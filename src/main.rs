use clap::Parser;
use dotenv::dotenv;
use jira_export::{
    DescriptionMode, Error, ExportConfig, ExportOutcome, ExportPipeline, FixedQuery, JiraClient,
    Normalizer, PromptSelector, QueryExecutor, QuerySelector, SelectedQuery, SpreadsheetExporter,
};
use std::path::PathBuf;
use std::process::ExitCode;
use tracing_subscriber::EnvFilter;

const EXIT_SUCCESS: u8 = 0;
const EXIT_FAILURE: u8 = 1;
const EXIT_CANCELLED: u8 = 130;

/// Export JIRA issues to an Excel workbook
#[derive(Parser, Debug)]
#[command(author, version, about, long_about = None)]
struct Cli {
    /// JQL query to run instead of showing the menu
    #[arg(long)]
    jql: Option<String>,

    /// Output file (defaults to jira_export_<query>_<timestamp>.xlsx)
    #[arg(long, short)]
    output: Option<PathBuf>,

    /// Maximum number of issues to fetch
    #[arg(long)]
    max_results: Option<u32>,

    /// JSON config file
    #[arg(long)]
    config: Option<PathBuf>,

    /// Only take the first text run of each description
    #[arg(long)]
    first_run_description: bool,
}

#[tokio::main(flavor = "current_thread")]
async fn main() -> ExitCode {
    dotenv().ok();
    tracing_subscriber::fmt()
        .with_env_filter(EnvFilter::try_from_default_env().unwrap_or_else(|_| EnvFilter::new("warn")))
        .with_writer(std::io::stderr)
        .init();

    let cli = Cli::parse();

    let result = run(cli).await;
    if let Err(e) = &result {
        if !matches!(e, Error::Cancelled) {
            tracing::error!(error = ?e, "export failed");
        }
    }

    let report = Report::from_result(&result);
    if report.code == EXIT_FAILURE {
        eprintln!("{}", report.message);
    } else {
        println!("{}", report.message);
    }

    if report.code == EXIT_CANCELLED {
        // 標準入力を待っているブロッキングタスクを待たずに終了する
        std::process::exit(i32::from(EXIT_CANCELLED));
    }
    ExitCode::from(report.code)
}

/// 実行結果に対応する終了コードと利用者向けメッセージ
#[derive(Debug, PartialEq, Eq)]
struct Report {
    code: u8,
    message: String,
}

impl Report {
    fn from_result(result: &Result<ExportOutcome, Error>) -> Self {
        match result {
            Ok(ExportOutcome::Exported { path, exported, .. }) => {
                let absolute = std::fs::canonicalize(path).unwrap_or_else(|_| path.clone());
                Self {
                    code: EXIT_SUCCESS,
                    message: format!(
                        "\n🎉 Export completed successfully!\n📁 File saved: {}\n📊 Exported {} issues",
                        absolute.display(),
                        exported
                    ),
                }
            }
            Ok(ExportOutcome::NoIssues { .. }) => Self {
                code: EXIT_SUCCESS,
                message: "⚠️  No issues found matching the query".to_string(),
            },
            Err(Error::Cancelled) => Self {
                code: EXIT_CANCELLED,
                message: "\n⚠️  Export cancelled by user".to_string(),
            },
            Err(e) => Self {
                code: EXIT_FAILURE,
                message: format!("❌ {}", user_message(e)),
            },
        }
    }
}

async fn run(cli: Cli) -> Result<ExportOutcome, Error> {
    let mut config = ExportConfig::load(cli.config.as_deref()).await?;
    if let Some(max_results) = cli.max_results {
        config.max_results = max_results;
    }
    if cli.first_run_description {
        config.description_mode = DescriptionMode::FirstRun;
    }
    config.validate()?;
    tracing::debug!(?config, "configuration loaded");

    println!("🔗 JIRA to Excel Export Tool");
    println!("============================");
    println!("JIRA URL: {}", config.base_url);
    println!("Project: {}", config.project_key);
    println!();

    let client = JiraClient::new(config.jira_config()?)?;
    let executor = QueryExecutor::new(client).max_results(config.max_results);
    let mut exporter = SpreadsheetExporter::new(&config.project_key);
    if let Some(dir) = &config.output_dir {
        exporter = exporter.output_dir(dir);
    }
    let mut pipeline = ExportPipeline::new(executor, Normalizer::new(config.description_mode), exporter);
    if let Some(output) = cli.output {
        pipeline = pipeline.output(output);
    }

    let query = match cli.jql {
        Some(jql) => FixedQuery::new(jql).select_query()?,
        None => select_interactively(config.project_key.clone()).await?,
    };

    tokio::select! {
        outcome = pipeline.run_query(query) => outcome,
        _ = tokio::signal::ctrl_c() => Err(Error::Cancelled),
    }
}

async fn select_interactively(project_key: String) -> Result<SelectedQuery, Error> {
    let prompt = tokio::task::spawn_blocking(move || {
        let stdin = std::io::stdin();
        PromptSelector::new(&project_key, stdin.lock(), std::io::stdout()).select_query()
    });

    tokio::select! {
        selected = prompt => selected.map_err(|e| Error::Unexpected(e.to_string()))?,
        _ = tokio::signal::ctrl_c() => Err(Error::Cancelled),
    }
}

fn user_message(error: &Error) -> String {
    match error {
        Error::QueryFailed => "Failed to fetch issues from JIRA".to_string(),
        Error::ConfigurationMissing(_) | Error::InvalidConfiguration(_) => error.to_string(),
        Error::IoError(_) => "Error during export: could not write the output file".to_string(),
        Error::Spreadsheet(_) => "Error during export: could not build the workbook".to_string(),
        _ => "Error during export: unexpected failure (see log for details)".to_string(),
    }
}

#[cfg(test)]
mod tests {
    use super::*;

    #[test]
    fn test_exported_is_success() {
        let result = Ok(ExportOutcome::Exported {
            path: PathBuf::from("jira_export_20240105_103015.xlsx"),
            exported: 3,
            total: 10,
        });

        let report = Report::from_result(&result);

        assert_eq!(report.code, 0);
        assert!(report.message.contains("jira_export_20240105_103015.xlsx"));
        assert!(report.message.contains("Exported 3 issues"));
    }

    #[test]
    fn test_no_issues_is_success() {
        let report = Report::from_result(&Ok(ExportOutcome::NoIssues { total: 0 }));

        assert_eq!(report.code, 0);
        assert_eq!(report.message, "⚠️  No issues found matching the query");
    }

    #[test]
    fn test_cancelled_exits_with_130() {
        let report = Report::from_result(&Err(Error::Cancelled));

        assert_eq!(report.code, 130);
        assert!(report.message.contains("Export cancelled by user"));
    }

    #[test]
    fn test_query_failure_exits_with_1() {
        let report = Report::from_result(&Err(Error::QueryFailed));

        assert_eq!(report.code, 1);
        assert_eq!(report.message, "❌ Failed to fetch issues from JIRA");
    }

    #[test]
    fn test_failure_messages_hide_internal_details() {
        // Given: 内部情報を含むエラー
        let errors = vec![
            Error::ApiError {
                status: 500,
                message: "stack trace at com.atlassian.internal".to_string(),
            },
            Error::Unexpected("stack trace at com.atlassian.internal".to_string()),
            Error::IoError(std::io::Error::other("stack trace at com.atlassian.internal")),
        ];

        for error in errors {
            // When: 利用者向けの表示を作る
            let report = Report::from_result(&Err(error));

            // Then: 失敗扱いで、内部情報は出さない
            assert_eq!(report.code, 1);
            assert!(!report.message.contains("com.atlassian.internal"));
            assert!(report.message.starts_with("❌ "));
        }
    }

    #[test]
    fn test_configuration_errors_are_shown_as_is() {
        let report = Report::from_result(&Err(Error::ConfigurationMissing("JIRA_URL is not set".to_string())));

        assert_eq!(report.code, 1);
        assert!(report.message.contains("JIRA_URL is not set"));
    }
}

======

Would you print exactly, and only, the lines of the data above from the line with "selected = prompt" through the line with "assert_eq!(report.code, 130);", inclusive?

        selected = prompt => selected.map_err(|e| Error::Unexpected(e.to_string()))?,
        _ = tokio::signal::ctrl_c() => Err(Error::Cancelled),
    }
}

fn user_message(error: &Error) -> String {
    match error {
        Error::QueryFailed => "Failed to fetch issues from JIRA".to_string(),
        Error::ConfigurationMissing(_) | Error::InvalidConfiguration(_) => error.to_string(),
        Error::IoError(_) => "Error during export: could not write the output file".to_string(),
        Error::Spreadsheet(_) => "Error during export: could not build the workbook".to_string(),
        _ => "Error during export: unexpected failure (see log for details)".to_string(),
    }
}

#[cfg(test)]
mod tests {
    use super::*;

    #[test]
    fn test_exported_is_success() {
        let result = Ok(ExportOutcome::Exported {
            path: PathBuf::from("jira_export_20240105_103015.xlsx"),
            exported: 3,
            total: 10,
        });

        let report = Report::from_result(&result);

        assert_eq!(report.code, 0);
        assert!(report.message.contains("jira_export_20240105_103015.xlsx"));
        assert!(report.message.contains("Exported 3 issues"));
    }

    #[test]
    fn test_no_issues_is_success() {
        let report = Report::from_result(&Ok(ExportOutcome::NoIssues { total: 0 }));

        assert_eq!(report.code, 0);
        assert_eq!(report.message, "⚠️  No issues found matching the query");
    }

    #[test]
    fn test_cancelled_exits_with_130() {
        let report = Report::from_result(&Err(Error::Cancelled));

        assert_eq!(report.code, 130);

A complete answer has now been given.